DATA PROVIDED section start

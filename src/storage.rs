// Storage implementation for saved builds

use std::collections::HashMap;
use std::fs;
use std::io::Write;
use std::path::{Path, PathBuf};

use log::{debug, info, warn};

use crate::build::SavedBuild;
use crate::config::APP_DIR_NAME;
use crate::errors::TunecraftError;

const MAX_BUILD_NAME_LEN: usize = 80;

/// Persistence collaborator for saved builds. The engine never calls it;
/// callers hand it the output of [`crate::ResolvedBuild::to_saved_build`].
pub trait BuildStorage {
    /// Save a build, replacing any build with the same vehicle and name
    fn save_build(&mut self, build: &SavedBuild) -> Result<(), TunecraftError>;

    /// Load a build by vehicle id and build name
    fn load_build(&self, vehicle_id: &str, name: &str)
    -> Result<Option<SavedBuild>, TunecraftError>;

    /// List saved builds, optionally only those for one vehicle
    fn list_builds(&self, vehicle_id: Option<&str>) -> Result<Vec<SavedBuild>, TunecraftError>;

    /// Delete a build. Deleting a build that does not exist is not an error.
    fn delete_build(&mut self, vehicle_id: &str, name: &str) -> Result<(), TunecraftError>;
}

/// One pretty-printed JSON file per build under a storage directory.
pub struct FileBasedStorage {
    storage_path: PathBuf,
    cache: HashMap<String, SavedBuild>,
}

impl FileBasedStorage {
    pub fn new(storage_path: PathBuf) -> Result<Self, TunecraftError> {
        if !storage_path.exists() {
            fs::create_dir_all(&storage_path).map_err(|e| TunecraftError::FileOperationError {
                operation: "create_storage_dir".to_string(),
                reason: e.to_string(),
            })?;
        }

        Ok(Self {
            storage_path,
            cache: HashMap::new(),
        })
    }

    /// Storage in the default application data directory
    pub fn new_default() -> Result<Self, TunecraftError> {
        Self::new(Self::default_storage_path()?)
    }

    pub fn default_storage_path() -> Result<PathBuf, TunecraftError> {
        let app_data_dir = dirs::data_dir().ok_or(TunecraftError::NoConfigDir)?;
        Ok(app_data_dir.join(APP_DIR_NAME).join("builds"))
    }

    pub fn storage_path(&self) -> &Path {
        &self.storage_path
    }

    pub fn clear_cache(&mut self) {
        self.cache.clear();
    }

    fn normalize(part: &str) -> String {
        part.trim()
            .to_lowercase()
            .chars()
            .map(|c| if c.is_alphanumeric() || c == '-' { c } else { '_' })
            .collect()
    }

    fn storage_key(vehicle_id: &str, name: &str) -> String {
        format!("{}__{}", Self::normalize(vehicle_id), Self::normalize(name))
    }

    fn file_path(&self, vehicle_id: &str, name: &str) -> PathBuf {
        self.storage_path
            .join(format!("{}.json", Self::storage_key(vehicle_id, name)))
    }

    fn validate_for_save(build: &SavedBuild) -> Result<(), TunecraftError> {
        if build.vehicle_id.trim().is_empty() {
            return Err(TunecraftError::BuildValidationError {
                reason: "Vehicle id cannot be empty".to_string(),
            });
        }
        if build.name.trim().is_empty() {
            return Err(TunecraftError::BuildValidationError {
                reason: "Build name cannot be empty".to_string(),
            });
        }
        if build.name.len() > MAX_BUILD_NAME_LEN {
            return Err(TunecraftError::BuildValidationError {
                reason: format!(
                    "Build name too long ({} characters, max {})",
                    build.name.len(),
                    MAX_BUILD_NAME_LEN
                ),
            });
        }
        if !build.cost.is_valid() {
            return Err(TunecraftError::BuildValidationError {
                reason: "Cost range has low above high".to_string(),
            });
        }
        if !build.hp_gain.is_finite() {
            return Err(TunecraftError::BuildValidationError {
                reason: "hp gain must be finite".to_string(),
            });
        }
        Ok(())
    }

    fn read_file(path: &Path) -> Result<SavedBuild, TunecraftError> {
        let content = fs::read_to_string(path).map_err(|e| TunecraftError::FileOperationError {
            operation: "read_build_file".to_string(),
            reason: e.to_string(),
        })?;
        serde_json::from_str(&content).map_err(|e| TunecraftError::BuildStorageError {
            reason: format!("Failed to parse {}: {}", path.display(), e),
        })
    }

    /// Write through a temporary file so a failed write never leaves a truncated build.
    fn write_file(path: &Path, build: &SavedBuild) -> Result<(), TunecraftError> {
        let content = serde_json::to_string_pretty(build)
            .map_err(|e| TunecraftError::BuildSerializeError { source: e })?;
        let temp_path = path.with_extension("json.tmp");

        {
            let mut temp_file =
                fs::File::create(&temp_path).map_err(|e| TunecraftError::FileOperationError {
                    operation: "create_temp_file".to_string(),
                    reason: e.to_string(),
                })?;
            temp_file
                .write_all(content.as_bytes())
                .and_then(|_| temp_file.sync_all())
                .map_err(|e| TunecraftError::FileOperationError {
                    operation: "write_temp_file".to_string(),
                    reason: e.to_string(),
                })?;
        }

        fs::rename(&temp_path, path).map_err(|e| {
            let _ = fs::remove_file(&temp_path);
            TunecraftError::FileOperationError {
                operation: "atomic_move".to_string(),
                reason: e.to_string(),
            }
        })
    }
}

impl BuildStorage for FileBasedStorage {
    fn save_build(&mut self, build: &SavedBuild) -> Result<(), TunecraftError> {
        Self::validate_for_save(build)?;

        let path = self.file_path(&build.vehicle_id, &build.name);
        Self::write_file(&path, build)?;
        info!("Saved build '{}' for {}", build.name, build.vehicle_id);

        self.cache.insert(
            Self::storage_key(&build.vehicle_id, &build.name),
            build.clone(),
        );
        Ok(())
    }

    fn load_build(
        &self,
        vehicle_id: &str,
        name: &str,
    ) -> Result<Option<SavedBuild>, TunecraftError> {
        let key = Self::storage_key(vehicle_id, name);
        if let Some(build) = self.cache.get(&key) {
            debug!("Found build {} in cache", key);
            return Ok(Some(build.clone()));
        }

        let path = self.file_path(vehicle_id, name);
        if !path.exists() {
            return Ok(None);
        }
        Self::read_file(&path).map(Some)
    }

    fn list_builds(&self, vehicle_id: Option<&str>) -> Result<Vec<SavedBuild>, TunecraftError> {
        let entries =
            fs::read_dir(&self.storage_path).map_err(|e| TunecraftError::FileOperationError {
                operation: "list_builds".to_string(),
                reason: e.to_string(),
            })?;

        let mut builds = Vec::new();
        for entry in entries.flatten() {
            let path = entry.path();
            if !path.is_file() || path.extension().and_then(|s| s.to_str()) != Some("json") {
                continue;
            }
            match Self::read_file(&path) {
                Ok(build) => {
                    if vehicle_id.is_none_or(|id| build.vehicle_id == id) {
                        builds.push(build);
                    }
                }
                Err(e) => warn!("Skipping unreadable build file {:?}: {}", path, e),
            }
        }

        builds.sort_by(|a, b| (&a.vehicle_id, &a.name).cmp(&(&b.vehicle_id, &b.name)));
        Ok(builds)
    }

    fn delete_build(&mut self, vehicle_id: &str, name: &str) -> Result<(), TunecraftError> {
        let path = self.file_path(vehicle_id, name);
        if path.exists() {
            fs::remove_file(&path).map_err(|e| TunecraftError::FileOperationError {
                operation: "delete_build".to_string(),
                reason: e.to_string(),
            })?;
            info!("Deleted build '{}' for {}", name, vehicle_id);
        }
        self.cache.remove(&Self::storage_key(vehicle_id, name));
        Ok(())
    }
}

DATA PROVIDED section end

Where the line holding "use std::io::Write;" appears in the listing above, start reproducing exactly, and end with the line holding "never calls it;".

use std::io::Write;
use std::path::{Path, PathBuf};

use log::{debug, info, warn};

use crate::build::SavedBuild;
use crate::config::APP_DIR_NAME;
use crate::errors::TunecraftError;

const MAX_BUILD_NAME_LEN: usize = 80;

/// Persistence collaborator for saved builds. The engine never calls it;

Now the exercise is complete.